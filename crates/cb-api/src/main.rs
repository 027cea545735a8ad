//! CalBot API: conversational scheduling server.
//!
//! Usage: `cb-api [config.toml]`. Without a path the built-in defaults are
//! used; `CALBOT_TIMEZONE` and `FALLBACK_ENABLED` override either.

use std::sync::Arc;

use cb_api::{ApiConfig, AppState, build_router};
use cb_dialogue::{DialogueEngine, FallbackResponder, MockCalendar, OllamaFallback, StaticFallback};
use tokio::net::TcpListener;
use tracing_subscriber::EnvFilter;

#[tokio::main]
async fn main() -> anyhow::Result<()> {
    tracing_subscriber::fmt()
        .with_env_filter(EnvFilter::from_default_env())
        .json()
        .init();

    tracing::info!(version = env!("CARGO_PKG_VERSION"), "cb-api starting");

    let config = match std::env::args().nth(1) {
        Some(path) => {
            tracing::info!(path = %path, "loading config");
            ApiConfig::from_file(&path)?
        }
        None => ApiConfig::default(),
    }
    .with_env();
    let tz = config.timezone()?;

    let fallback: Arc<dyn FallbackResponder> = if config.fallback.enabled {
        tracing::info!(host = %config.fallback.host, model = %config.fallback.model, "ollama fallback enabled");
        Arc::new(OllamaFallback::new(config.fallback.clone()))
    } else {
        Arc::new(StaticFallback)
    };

    tracing::warn!("no external calendar configured, using in-memory calendar");
    let engine = DialogueEngine::new(Arc::new(MockCalendar::new()), fallback, tz);
    let app = build_router(AppState::new(engine));

    let addr = format!("{}:{}", config.host, config.port);
    let listener = TcpListener::bind(&addr).await?;
    tracing::info!(addr = %addr, timezone = %tz, "listening");

    axum::serve(listener, app).await?;

    Ok(())
}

YOUR OBJECTIVE :: Tally the lines of the listing that include "await". Reply with nothing but the count.

REPLY :: 2